In other words, I would always go for readability unless you can prove that performance is impacted. Many people are still learning FP, and being overly cryptic is not helpful, in my experience.


Dude, where's my filter?

We've seen that functions like map and sequence work on lists to transform them into other types, but what about filtering? How can I filter things using these methods?

The answer is -- you can't! map, and traverse and sequence are all "structure preserving". If you start with a list of 10 things you still have a list of 10 things afterwards, albeit somewhere else in the stack. Or if you start with a tree with three branches, you still have a tree of three branches at the end.
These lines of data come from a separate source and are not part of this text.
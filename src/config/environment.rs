use std::collections::BTreeMap;

/// Snapshot of the process environment, taken once when a job is built.
#[derive(Debug, Clone, Default, PartialEq, Eq)]
pub struct Environment {
    vars: BTreeMap<String, String>,
}

impl Environment {
    pub fn capture() -> Self {
        let vars = std::env::vars_os()
            .map(|(key, value)| {
                (
                    key.to_string_lossy().into_owned(),
                    value.to_string_lossy().into_owned(),
                )
            })
            .collect();
        Self { vars }
    }

    pub fn empty() -> Self {
        Self::default()
    }

    pub fn from_pairs<K, V>(pairs: impl IntoIterator<Item = (K, V)>) -> Self
    where
        K: Into<String>,
        V: Into<String>,
    {
        Self {
            vars: pairs
                .into_iter()
                .map(|(key, value)| (key.into(), value.into()))
                .collect(),
        }
    }

    pub fn get(&self, key: &str) -> Option<&str> {
        self.vars.get(key).map(String::as_str)
    }

    /// Variables in key order.
    pub fn iter(&self) -> impl Iterator<Item = (&str, &str)> {
        self.vars.iter().map(|(k, v)| (k.as_str(), v.as_str()))
    }

    pub fn len(&self) -> usize {
        self.vars.len()
    }

    pub fn is_empty(&self) -> bool {
        self.vars.is_empty()
    }
}

#[cfg(test)]
mod tests {
    use super::*;

    #[test]
    fn test_iter_is_sorted() {
        let env = Environment::from_pairs([("ZED", "1"), ("ALPHA", "2"), ("MID", "3")]);
        let keys: Vec<_> = env.iter().map(|(k, _)| k).collect();
        assert_eq!(keys, vec!["ALPHA", "MID", "ZED"]);
        assert_eq!(env.get("MID"), Some("3"));
        assert_eq!(env.get("NOPE"), None);
    }

    #[test]
    fn test_capture_sees_process_environment() {
        let env = Environment::capture();
        assert_eq!(env.is_empty(), std::env::vars_os().next().is_none());
    }
}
In the tuple example above, the original list had four elements, and after the transformation, the two new lists in the tuple also had four elements.

If you need to change the structure of a type, you need to use something like fold. Fold allows you to build a new structure from an old one, which means that you can use it to create a new list with some elements missing (i.e. a filter).

The various uses of fold are worthy of their own series, so I'm going to save a discussion of filtering for another time.

Summary

In this post, we learned about traverse and sequence as a way of working with lists of elevated values.